WHAT TO WORK ON » Pick out all lines of the entries that include the word "factor" and copy them.

Stored items:
+===+
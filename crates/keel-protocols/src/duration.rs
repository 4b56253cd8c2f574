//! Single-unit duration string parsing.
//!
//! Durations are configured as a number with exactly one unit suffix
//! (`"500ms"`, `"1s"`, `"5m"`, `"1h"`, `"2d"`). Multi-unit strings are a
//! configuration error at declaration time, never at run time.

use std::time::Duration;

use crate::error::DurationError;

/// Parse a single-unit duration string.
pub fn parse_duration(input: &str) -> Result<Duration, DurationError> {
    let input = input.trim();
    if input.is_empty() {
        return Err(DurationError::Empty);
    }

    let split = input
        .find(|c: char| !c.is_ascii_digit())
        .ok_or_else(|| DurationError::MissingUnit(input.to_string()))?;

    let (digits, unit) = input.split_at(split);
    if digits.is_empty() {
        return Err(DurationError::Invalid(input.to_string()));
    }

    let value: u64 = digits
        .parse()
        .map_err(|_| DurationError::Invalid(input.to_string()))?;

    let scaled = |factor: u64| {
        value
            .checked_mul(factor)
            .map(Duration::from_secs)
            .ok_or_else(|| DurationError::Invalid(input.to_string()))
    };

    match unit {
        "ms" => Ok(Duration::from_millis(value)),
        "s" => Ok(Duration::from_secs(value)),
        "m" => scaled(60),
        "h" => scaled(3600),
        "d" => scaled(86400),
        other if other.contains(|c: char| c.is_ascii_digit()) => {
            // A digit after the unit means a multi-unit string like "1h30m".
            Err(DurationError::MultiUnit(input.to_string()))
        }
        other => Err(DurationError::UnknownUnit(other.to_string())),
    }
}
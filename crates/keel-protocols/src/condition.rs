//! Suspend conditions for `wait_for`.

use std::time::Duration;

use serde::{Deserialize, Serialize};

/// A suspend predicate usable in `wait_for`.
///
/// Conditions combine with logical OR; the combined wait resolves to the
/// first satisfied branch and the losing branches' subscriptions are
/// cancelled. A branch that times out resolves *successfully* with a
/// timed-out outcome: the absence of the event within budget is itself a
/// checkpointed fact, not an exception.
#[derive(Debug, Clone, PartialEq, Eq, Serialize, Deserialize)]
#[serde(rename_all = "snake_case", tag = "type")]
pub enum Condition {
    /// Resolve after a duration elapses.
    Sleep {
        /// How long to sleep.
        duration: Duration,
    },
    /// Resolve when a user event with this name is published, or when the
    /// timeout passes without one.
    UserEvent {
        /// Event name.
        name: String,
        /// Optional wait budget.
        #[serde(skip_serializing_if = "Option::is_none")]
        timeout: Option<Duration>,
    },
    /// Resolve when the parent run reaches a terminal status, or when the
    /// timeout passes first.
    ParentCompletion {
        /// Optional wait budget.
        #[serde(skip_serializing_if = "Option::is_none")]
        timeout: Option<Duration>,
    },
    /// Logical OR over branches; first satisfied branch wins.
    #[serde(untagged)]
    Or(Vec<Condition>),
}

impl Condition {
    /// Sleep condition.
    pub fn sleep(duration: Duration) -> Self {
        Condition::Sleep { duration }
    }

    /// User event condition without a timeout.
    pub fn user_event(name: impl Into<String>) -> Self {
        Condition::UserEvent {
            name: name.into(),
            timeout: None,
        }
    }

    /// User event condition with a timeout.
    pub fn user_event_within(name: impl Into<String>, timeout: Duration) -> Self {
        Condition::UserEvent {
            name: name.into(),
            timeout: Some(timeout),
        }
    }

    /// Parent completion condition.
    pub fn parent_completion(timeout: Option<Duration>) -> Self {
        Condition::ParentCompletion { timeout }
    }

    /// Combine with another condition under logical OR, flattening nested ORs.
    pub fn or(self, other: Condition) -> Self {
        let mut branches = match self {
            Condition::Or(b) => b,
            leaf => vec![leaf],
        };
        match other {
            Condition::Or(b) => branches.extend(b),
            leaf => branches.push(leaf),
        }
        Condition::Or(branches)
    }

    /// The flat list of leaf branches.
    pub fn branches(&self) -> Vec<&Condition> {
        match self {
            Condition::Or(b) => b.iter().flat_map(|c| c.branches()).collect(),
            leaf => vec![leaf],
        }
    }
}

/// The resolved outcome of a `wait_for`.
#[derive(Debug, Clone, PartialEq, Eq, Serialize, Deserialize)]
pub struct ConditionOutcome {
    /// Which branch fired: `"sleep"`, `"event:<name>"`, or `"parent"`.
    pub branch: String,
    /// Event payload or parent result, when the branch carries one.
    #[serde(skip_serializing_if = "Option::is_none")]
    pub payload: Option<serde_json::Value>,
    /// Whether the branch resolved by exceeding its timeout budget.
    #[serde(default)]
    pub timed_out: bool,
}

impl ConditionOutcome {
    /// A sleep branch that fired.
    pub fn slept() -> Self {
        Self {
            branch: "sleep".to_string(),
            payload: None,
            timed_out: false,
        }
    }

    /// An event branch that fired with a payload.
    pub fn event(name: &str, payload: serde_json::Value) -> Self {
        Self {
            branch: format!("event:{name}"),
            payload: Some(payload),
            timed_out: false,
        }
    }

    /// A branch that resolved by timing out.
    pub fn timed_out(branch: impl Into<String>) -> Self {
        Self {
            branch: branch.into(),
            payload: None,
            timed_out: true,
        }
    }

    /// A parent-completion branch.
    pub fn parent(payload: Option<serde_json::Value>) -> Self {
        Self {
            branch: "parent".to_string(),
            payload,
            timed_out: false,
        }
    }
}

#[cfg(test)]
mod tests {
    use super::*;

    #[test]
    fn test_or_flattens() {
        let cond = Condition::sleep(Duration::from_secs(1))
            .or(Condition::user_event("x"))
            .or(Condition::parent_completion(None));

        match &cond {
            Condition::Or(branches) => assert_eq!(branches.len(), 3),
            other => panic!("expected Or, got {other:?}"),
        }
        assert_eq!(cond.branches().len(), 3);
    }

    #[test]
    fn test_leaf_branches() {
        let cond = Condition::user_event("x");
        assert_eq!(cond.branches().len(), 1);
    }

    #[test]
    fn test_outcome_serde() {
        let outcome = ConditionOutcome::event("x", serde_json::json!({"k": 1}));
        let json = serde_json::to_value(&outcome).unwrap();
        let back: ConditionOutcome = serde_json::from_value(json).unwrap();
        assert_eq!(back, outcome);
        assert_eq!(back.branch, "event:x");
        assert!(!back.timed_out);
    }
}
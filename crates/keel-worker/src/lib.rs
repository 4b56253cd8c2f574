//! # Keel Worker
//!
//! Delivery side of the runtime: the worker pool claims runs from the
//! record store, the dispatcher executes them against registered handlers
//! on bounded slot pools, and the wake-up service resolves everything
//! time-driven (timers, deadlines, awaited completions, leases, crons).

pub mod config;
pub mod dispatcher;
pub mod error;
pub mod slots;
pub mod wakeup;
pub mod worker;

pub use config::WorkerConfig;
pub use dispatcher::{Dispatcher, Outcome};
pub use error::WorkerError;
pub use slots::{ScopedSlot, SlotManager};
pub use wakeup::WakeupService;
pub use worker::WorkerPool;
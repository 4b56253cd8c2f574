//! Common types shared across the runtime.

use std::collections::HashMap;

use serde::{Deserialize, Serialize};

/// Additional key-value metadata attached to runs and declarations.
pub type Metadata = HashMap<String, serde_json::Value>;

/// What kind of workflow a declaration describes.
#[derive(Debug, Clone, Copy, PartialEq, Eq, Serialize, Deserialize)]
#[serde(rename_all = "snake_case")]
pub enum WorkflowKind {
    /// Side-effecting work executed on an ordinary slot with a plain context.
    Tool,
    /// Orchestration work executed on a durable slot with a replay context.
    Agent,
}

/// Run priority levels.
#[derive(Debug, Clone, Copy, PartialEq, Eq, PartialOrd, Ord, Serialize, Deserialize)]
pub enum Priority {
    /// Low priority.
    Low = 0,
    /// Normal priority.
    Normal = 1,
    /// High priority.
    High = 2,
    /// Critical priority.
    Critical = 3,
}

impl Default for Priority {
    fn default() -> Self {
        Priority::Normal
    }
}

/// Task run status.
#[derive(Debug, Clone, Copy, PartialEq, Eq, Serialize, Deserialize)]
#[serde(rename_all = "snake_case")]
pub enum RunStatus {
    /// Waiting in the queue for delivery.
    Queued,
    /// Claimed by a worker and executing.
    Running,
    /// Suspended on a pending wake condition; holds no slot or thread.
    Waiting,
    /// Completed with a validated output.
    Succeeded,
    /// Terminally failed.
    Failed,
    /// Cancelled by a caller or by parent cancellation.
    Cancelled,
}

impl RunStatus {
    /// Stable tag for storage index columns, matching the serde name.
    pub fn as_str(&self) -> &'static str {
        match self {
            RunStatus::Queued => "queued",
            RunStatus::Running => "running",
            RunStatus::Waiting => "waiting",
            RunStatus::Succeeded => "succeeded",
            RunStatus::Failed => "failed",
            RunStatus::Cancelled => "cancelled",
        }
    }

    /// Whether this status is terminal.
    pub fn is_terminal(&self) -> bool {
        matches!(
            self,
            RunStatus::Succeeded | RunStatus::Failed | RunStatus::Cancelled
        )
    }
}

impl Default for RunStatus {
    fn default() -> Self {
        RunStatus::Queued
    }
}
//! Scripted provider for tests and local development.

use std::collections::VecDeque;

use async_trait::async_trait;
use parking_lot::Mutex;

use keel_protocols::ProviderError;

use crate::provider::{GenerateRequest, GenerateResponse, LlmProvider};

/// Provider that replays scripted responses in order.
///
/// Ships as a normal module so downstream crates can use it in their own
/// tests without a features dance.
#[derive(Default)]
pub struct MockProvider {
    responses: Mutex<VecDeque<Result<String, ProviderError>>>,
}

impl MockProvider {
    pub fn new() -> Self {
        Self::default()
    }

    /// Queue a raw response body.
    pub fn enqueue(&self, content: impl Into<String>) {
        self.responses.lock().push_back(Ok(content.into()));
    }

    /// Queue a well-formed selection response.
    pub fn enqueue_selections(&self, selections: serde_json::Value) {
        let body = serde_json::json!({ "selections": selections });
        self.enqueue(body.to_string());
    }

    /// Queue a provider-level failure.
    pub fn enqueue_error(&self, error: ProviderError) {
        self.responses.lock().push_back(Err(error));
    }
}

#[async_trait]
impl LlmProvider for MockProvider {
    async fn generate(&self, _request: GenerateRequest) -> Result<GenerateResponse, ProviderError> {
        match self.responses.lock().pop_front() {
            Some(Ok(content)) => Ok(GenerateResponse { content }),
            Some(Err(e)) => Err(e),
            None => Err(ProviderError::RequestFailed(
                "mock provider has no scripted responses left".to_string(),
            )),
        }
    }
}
+===+
PROBLEM SOLUTION »
    let scaled = |factor: u64| {
            .checked_mul(factor)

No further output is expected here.